Synchronized user ID authentication uses the Security Heartbeat to provide user authentication for endpoint users.

Synchronized user ID works with Active Directory (AD) configured as an authentication server in XG Firewall, and is currently supported for Windows 7 and Windows 10. No agents are required on the server or clients, nor does it share or use any password information. Synchronized user ID doesn't work with other directory services, and it doesn't recognize local users. Synchronized user ID shares domain user account information from the endpoint device the user is signed in to with XG Firewall via Security Heartbeat. XG Firewall then checks the user account against the configured AD server and activates the user.

Sophos Endpoint Protection passes Windows sign-in information to XG Firewall. XG Firewall uses this information to authenticate against AD, this authentication is used to trigger user-based policies and general user authentication on the firewall.

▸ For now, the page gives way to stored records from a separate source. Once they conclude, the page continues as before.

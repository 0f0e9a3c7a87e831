use std::collections::HashMap;

use quorum_core::db::{StateFilter, SuggestionFilter, SuggestionThread};
use quorum_core::models::SuggestionKind;
use quorum_core::{IdeaId, Suggestion, SuggestionId};

use crate::commands::common::{
    ensure_can_act, format_suggestion_lines, normalize_content, parse_id, print_json, CliContext,
};
use crate::error::CliError;

pub fn run_add(
    ctx: &CliContext,
    idea: &str,
    content_parts: &[String],
    kind: &str,
    parent: Option<&str>,
    as_json: bool,
) -> Result<(), CliError> {
    let idea_id: IdeaId = parse_id("idea", idea)?;
    let content = normalize_content(content_parts).ok_or(CliError::EmptyContent)?;
    let kind: SuggestionKind = kind.parse()?;
    let parent = parent
        .map(|raw| parse_id::<SuggestionId>("parent suggestion", raw))
        .transpose()?;
    let actor = ctx.actor()?;

    let service = ctx.open_service()?;
    let suggestion = service.create_suggestion(&idea_id, &actor, &content, kind, parent)?;
    print_suggestion(&suggestion, as_json)
}

pub fn run_list(
    ctx: &CliContext,
    idea: &str,
    state: Option<&str>,
    kind: Option<&str>,
    as_json: bool,
) -> Result<(), CliError> {
    let idea_id: IdeaId = parse_id("idea", idea)?;
    let filter = SuggestionFilter {
        kind: kind.map(str::parse::<SuggestionKind>).transpose()?,
        state: state.map(str::parse::<StateFilter>).transpose()?,
    };
    let service = ctx.open_service()?;
    let suggestions = service.list_suggestions(&idea_id, &filter)?;

    if as_json {
        print_json(&suggestions)?;
    } else {
        for line in format_suggestion_lines(&suggestions) {
            println!("{line}");
        }
    }
    Ok(())
}

pub fn run_thread(ctx: &CliContext, id: &str, as_json: bool) -> Result<(), CliError> {
    let suggestion_id: SuggestionId = parse_id("suggestion", id)?;
    let service = ctx.open_service()?;
    let thread = service.suggestion_thread(&suggestion_id)?;

    if as_json {
        print_json(&thread)?;
    } else {
        for line in format_thread_lines(&thread) {
            println!("{line}");
        }
    }
    Ok(())
}

/// Root first, then each reply indented one step per ancestor below the root
pub fn format_thread_lines(thread: &SuggestionThread) -> Vec<String> {
    let mut depths: HashMap<SuggestionId, usize> = HashMap::new();
    depths.insert(thread.root.id, 0);
    let mut lines = format_suggestion_lines(std::slice::from_ref(&thread.root));

    for (reply, line) in thread
        .replies
        .iter()
        .zip(format_suggestion_lines(&thread.replies))
    {
        let depth = reply
            .parent_id
            .and_then(|parent| depths.get(&parent).copied())
            .map_or(1, |parent_depth| parent_depth + 1);
        depths.insert(reply.id, depth);
        lines.push(format!("{}{line}", "  ".repeat(depth)));
    }
    lines
}

pub fn run_accept(ctx: &CliContext, id: &str, as_json: bool) -> Result<(), CliError> {
    let (service, suggestion_id, actor) = authorize_on_suggestion(ctx, id)?;
    let suggestion = service.accept_suggestion(&suggestion_id, &actor)?;
    print_suggestion(&suggestion, as_json)
}

pub fn run_reject(ctx: &CliContext, id: &str, as_json: bool) -> Result<(), CliError> {
    let (service, suggestion_id, _) = authorize_on_suggestion(ctx, id)?;
    let suggestion = service.reject_suggestion(&suggestion_id)?;
    print_suggestion(&suggestion, as_json)
}

pub fn run_stats(ctx: &CliContext, idea: &str, as_json: bool) -> Result<(), CliError> {
    let idea_id: IdeaId = parse_id("idea", idea)?;
    let service = ctx.open_service()?;
    let stats = service.suggestion_stats(&idea_id)?;

    if as_json {
        print_json(&stats)?;
    } else {
        println!("total     {}", stats.total);
        println!("pending   {}", stats.pending);
        println!("accepted  {} ({} merged)", stats.accepted, stats.merged);
        println!("rejected  {}", stats.rejected);
        for (kind, count) in &stats.by_kind {
            println!("  {kind:<11} {count}");
        }
    }
    Ok(())
}

/// Only the owner of the suggestion's idea may accept or reject it
fn authorize_on_suggestion(
    ctx: &CliContext,
    id: &str,
) -> Result<(quorum_core::MergeService, SuggestionId, quorum_core::UserId), CliError> {
    let suggestion_id: SuggestionId = parse_id("suggestion", id)?;
    let actor = ctx.actor()?;
    let service = ctx.open_service()?;
    let suggestion = service
        .get_suggestion(&suggestion_id)?
        .ok_or_else(|| CliError::NotFound(format!("Suggestion {suggestion_id}")))?;
    ensure_can_act(&service, &actor, &suggestion.idea_id)?;
    Ok((service, suggestion_id, actor))
}

fn print_suggestion(suggestion: &Suggestion, as_json: bool) -> Result<(), CliError> {
    if as_json {
        print_json(suggestion)?;
    } else {
        println!("{}", suggestion.id);
    }
    Ok(())
}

The XG Firewall synchronized user identity authentication process is as follows:

  1. Users sign in to Windows using their domain credentials, username, password, and domain name.
  2. The XG Firewall heartbeat daemon receives the clients' heartbeat status along with the domain name and username. The domain is taken from the User Principle Name (UPN) of the users’ AD record, and the username is taken from the sAMAccountName.
  3. XG Firewall then checks the correct AD server to serve this sign-in request based on the domain, and looks for the correct username in the XG Firewall user database.
  4. XG Firewall heartbeat forwards the user sign-in request to the Active Directory server.
  5. The signed-in user is displayed on the live user page.

If an endpoint heartbeat is lost or missing, the heartbeat daemon signs out the user from the firewall as a synchronized ID user, however, other endpoint authentication mechanisms may still apply.

For synchronized user ID authentication to work, the following conditions must be met:

  • A Sophos Central account must be linked to XG Firewall.
  • XG Firewall must be connected to the domain controller for AD authentication.
  • The users in the Sophos Central account must have the same profile. For example, in Sophos Central Admin, the user profile must contain the email address used on XG Firewall and in AD.
  • For the local users on XG Firewall, use the same email address as defined in the Sophos Central account.
  • In AD, the domain part of the UPN must exactly match the domain configured for your AD server in XG Firewall.